Best ways to keep these cookies fresh
- Store in an airtight container at room temperature for up to 4 days.
- Place a slice of bread in the container to help keep them soft.
- For longer storage, freeze baked cookies in a sealed bag for up to 3 months. Thaw at room temperature before serving.
Smart tips for great results
- Measure flour properly — spoon into the cup and level off for light, tender cookies.
- Don’t overmix after adding flour; stop when the dough comes together.
- If you like chewier cookies, chill the dough 30 minutes before baking.
- For a colorful twist, try adding candies—this recipe pairs well with M&M-style pieces: Chocolate Chip M&M Cookies Recipe.
Easy variations you can try
- Swap semi-sweet chips for dark chocolate for a richer flavor.
- Replace peppermint with crushed Andes mints for a smoother mint taste.
- Add 1/2 cup chopped nuts for crunch.
- Make mini cookies for bite-size party treats.
Quick nutrition estimate per cookie (approximate)
- Calories: 150–180
- Fat: 8–10 g
- Carbs: 18–22 g
- Protein: 2 g
(Values vary by cookie size and exact ingredients.)
Family-friendly serving suggestions
- Pack a few in lunchboxes for a festive treat.
- Serve on a cookie tray with other holiday cookies for variety.
- Let kids decorate cooled cookies with extra chips and crushed candy.
What to drink or serve alongside
These cookies go well with:
- A glass of cold milk or hot cocoa.
- Coffee, especially a medium roast.
- Peppermint tea or a creamy latte for holiday flair.
Frequently asked questions
Q: Can I make the dough ahead of time?
A: Yes. You can refrigerate the dough up to 48 hours or freeze scooped dough balls for up to 3 months. Bake from frozen adding a minute or two to the bake time.
Q: How do I stop the peppermint from making cookies soggy?

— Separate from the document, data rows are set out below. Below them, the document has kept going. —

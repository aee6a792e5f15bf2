//! End-to-end tests against a local socket.io-shaped websocket peer.

use std::time::Duration;

use futures::{SinkExt, StreamExt};
use tokio::net::TcpListener;
use tokio::sync::{mpsc, oneshot};
use tokio::time;
use tokio_tungstenite::tungstenite::handshake::server::{ErrorResponse, Request, Response as HandshakeResponse};
use tokio_tungstenite::tungstenite::Message;

use chainstream_ws::{ActionQuery, ClientConfig, RecordKind, StreamClient, StreamError};

const OPEN: &str = r#"0{"sid":"fJ3pVWHQbkTTAJxIAAAB","upgrades":[],"pingInterval":25000,"pingTimeout":60000}"#;
const LIB_UPDATE: &str = r#"42["lib_update",{"chain_id":"1064487b","block_num":100,"block_id":"0000006493"}]"#;
const ACTION: &str = r#"42["message",{"type":"action_trace","mode":"live","message":"{\"act\":{\"account\":\"eosio.token\",\"name\":\"transfer\",\"authorization\":[],\"data\":{\"from\":\"alice\",\"to\":\"bob\",\"quantity\":\"1.0000 WAX\"}},\"@timestamp\":\"2021-01-28T19:37:19.000\",\"block_num\":\"101\",\"global_sequence\":7,\"trx_id\":\"abc\"}"}]"#;

/// How the fake peer ends the session.
#[derive(Clone, Copy)]
enum Ending {
    /// Sends the socket.io disconnect itself.
    PeerDisconnects,
    /// Waits for the client to say goodbye.
    AwaitClient,
}

struct Seen {
    uri: String,
    user_agent: String,
}

/// Serve one connection. Every text frame received (apart from probes) is
/// forwarded on the returned channel.
async fn serve_once(ending: Ending) -> (String, oneshot::Receiver<Seen>, mpsc::UnboundedReceiver<String>) {
    let listener = TcpListener::bind("127.0.0.1:0").await.unwrap();
    let addr = listener.local_addr().unwrap();
    let (seen_tx, seen_rx) = oneshot::channel();
    let (frames_tx, frames_rx) = mpsc::unbounded_channel();

    tokio::spawn(async move {
        let (tcp, _) = listener.accept().await.unwrap();
        let callback = move |req: &Request, resp: HandshakeResponse| -> Result<HandshakeResponse, ErrorResponse> {
            let user_agent = req
                .headers()
                .get("user-agent")
                .and_then(|v| v.to_str().ok())
                .unwrap_or_default()
                .to_string();
            let _ = seen_tx.send(Seen {
                uri: req.uri().to_string(),
                user_agent,
            });
            Ok(resp)
        };
        let mut ws = tokio_tungstenite::accept_hdr_async(tcp, callback).await.unwrap();
        ws.send(Message::Text(OPEN.into())).await.unwrap();
        ws.send(Message::Text("40".into())).await.unwrap();

        let mut announced = false;
        while let Some(Ok(msg)) = ws.next().await {
            match msg {
                Message::Text(text) if text == "2" => {
                    let _ = ws.send(Message::Text("3".into())).await;
                }
                Message::Text(text) => {
                    let subscribe = text.starts_with("420[");
                    let _ = frames_tx.send(text);
                    if subscribe && !announced {
                        announced = true;
                        ws.send(Message::Text(LIB_UPDATE.into())).await.unwrap();
                        ws.send(Message::Text(ACTION.into())).await.unwrap();
                        if let Ending::PeerDisconnects = ending {
                            // records in flight are dropped once the client cancels
                            time::sleep(Duration::from_millis(200)).await;
                            ws.send(Message::Text("41".into())).await.unwrap();
                        }
                    }
                }
                Message::Close(_) => break,
                _ => {}
            }
        }
    });

    (format!("http://{addr}"), seen_rx, frames_rx)
}

fn config() -> ClientConfig {
    ClientConfig {
        idle_timeout_ms: 5_000,
        shutdown_grace_ms: 1_000,
        ..ClientConfig::default()
    }
    .with_user_agent("chainstream-test/1")
}

#[tokio::test]
async fn streams_head_and_actions_until_peer_exit() {
    let (url, seen, mut frames) = serve_once(Ending::PeerDisconnects).await;
    let (client, mut streams) = StreamClient::connect(&url, config()).await.unwrap();

    let seen = seen.await.unwrap();
    assert_eq!(seen.uri, "/socket.io/?EIO=3&transport=websocket");
    assert_eq!(seen.user_agent, "chainstream-test/1");

    client
        .subscribe(ActionQuery::new("eosio.token", "", "transfer").by_block(101, 200))
        .await
        .unwrap();
    let request = time::timeout(Duration::from_secs(2), frames.recv()).await.unwrap().unwrap();
    assert!(request.starts_with(r#"420["action_stream_request",{"contract":"eosio.token""#), "{request}");
    assert!(request.contains(r#""start_from":101"#));
    assert!(request.contains(r#""read_until":200"#));

    let resp = time::timeout(Duration::from_secs(2), streams.responses.recv())
        .await
        .unwrap()
        .unwrap();
    assert_eq!(resp.kind(), RecordKind::Action);
    let trace = resp.into_action().unwrap();
    assert_eq!(trace.block_num, 101);
    assert_eq!(trace.act.field("to").and_then(|v| v.as_str()), Some("bob"));

    let err = time::timeout(Duration::from_secs(2), streams.errors.recv())
        .await
        .unwrap()
        .unwrap();
    assert!(matches!(err, StreamError::PeerExit));
    assert!(client.is_cancelled());
    assert_eq!(client.lib_num(), 100);
    assert_eq!(client.handshake().map(|h| h.sid).as_deref(), Some("fJ3pVWHQbkTTAJxIAAAB"));
    client.close().await;
}

#[tokio::test]
async fn close_says_goodbye() {
    let (url, _seen, mut frames) = serve_once(Ending::AwaitClient).await;
    let (client, mut streams) = StreamClient::connect(&url, config()).await.unwrap();
    client.subscribe(ActionQuery::new("eosio.token", "", "")).await.unwrap();

    let first = time::timeout(Duration::from_secs(2), streams.responses.recv()).await.unwrap();
    assert!(first.is_some());

    time::timeout(Duration::from_secs(2), client.close()).await.unwrap();
    let mut tail = Vec::new();
    while let Ok(Some(frame)) = time::timeout(Duration::from_secs(1), frames.recv()).await {
        tail.push(frame);
    }
    assert_eq!(tail.last().map(String::as_str), Some("41"));
    assert!(streams.errors.try_recv().is_err());
}

#[tokio::test]
async fn refuses_unknown_scheme() {
    let err = StreamClient::connect("ftp://example.com", config()).await.err().unwrap();
    assert!(matches!(err, StreamError::InvalidUrl(_)));
}

#[tokio::test]
async fn connect_failure_is_reported() {
    let listener = TcpListener::bind("127.0.0.1:0").await.unwrap();
    let addr = listener.local_addr().unwrap();
    drop(listener);

    let err = StreamClient::connect(format!("ws://{addr}"), config()).await.err().unwrap();
    assert!(matches!(err, StreamError::Connect { .. }));
    assert!(err.is_fatal());
}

A: Use crushed hard peppermint candies. Add them after the dough is mixed but don’t crush them too fine. Press extras on top before baking so they stay visible and crisp.
Q: Can I use margarine instead of butter?
A: Butter gives better flavor and texture. Margarine can work but may change taste and spread. Stick to real butter for best results.
Q: How do I keep cookies soft longer?
A: Store them in an airtight container with a slice of bread or a few marshmallows to retain moisture.
Conclusion
For more festive chocolate chip ideas, you can check this detailed Christmas Chocolate Chip Cookies guide, a lovely Winter Wonderland Chocolate Chip Christmas Cookies post, and another take on Winter Wonderland Chocolate Chip Cookies — each link offers useful tips and variations you might enjoy: Christmas Chocolate Chip Cookies – The Skinnyish Dish, Winter Wonderland Chocolate Chip Christmas Cookies | The Historical Homemaker, Winter Wonderland Chocolate Chip Cookies – Festive Twist On A …
Winter Wonderland Chocolate Chip Cookies
Ingredients
For the Cookie Dough
- 1 cup softened unsalted butter
- 3/4 cup granulated sugar
- 3/4 cup packed brown sugar
- 2 large eggs
- 1 teaspoon vanilla extract
- 2 1/4 cups all-purpose flour
- 1 teaspoon baking soda
- 1/2 teaspoon salt
For Mixing In
- 2 cups semi-sweet chocolate chips
- 1/2 cup white chocolate chips
- 1/2 cup crushed peppermint candies
Instructions
Preparation
- Preheat your oven to 350°F (175°C). Line baking sheets with parchment paper.
- In a large bowl, beat the softened butter, granulated sugar, and brown sugar until light and creamy.
- Add the eggs one at a time, mixing after each addition. Stir in the vanilla extract.
- In a separate bowl, whisk together the flour, baking soda, and salt.
- Gradually add the dry ingredients into the butter mixture and mix until just combined.
- Fold in the semi-sweet chocolate chips, white chocolate chips, and crushed peppermint candies.
Baking
- Scoop tablespoon-sized portions onto the prepared baking sheets, spacing them about 2 inches apart. Press extra white chips or peppermint on top for decoration.
- Bake for 9–12 minutes, until the edges are light golden and the centers look soft.
- Let cookies cool on the baking sheet for 5 minutes, then transfer to a wire rack to cool completely.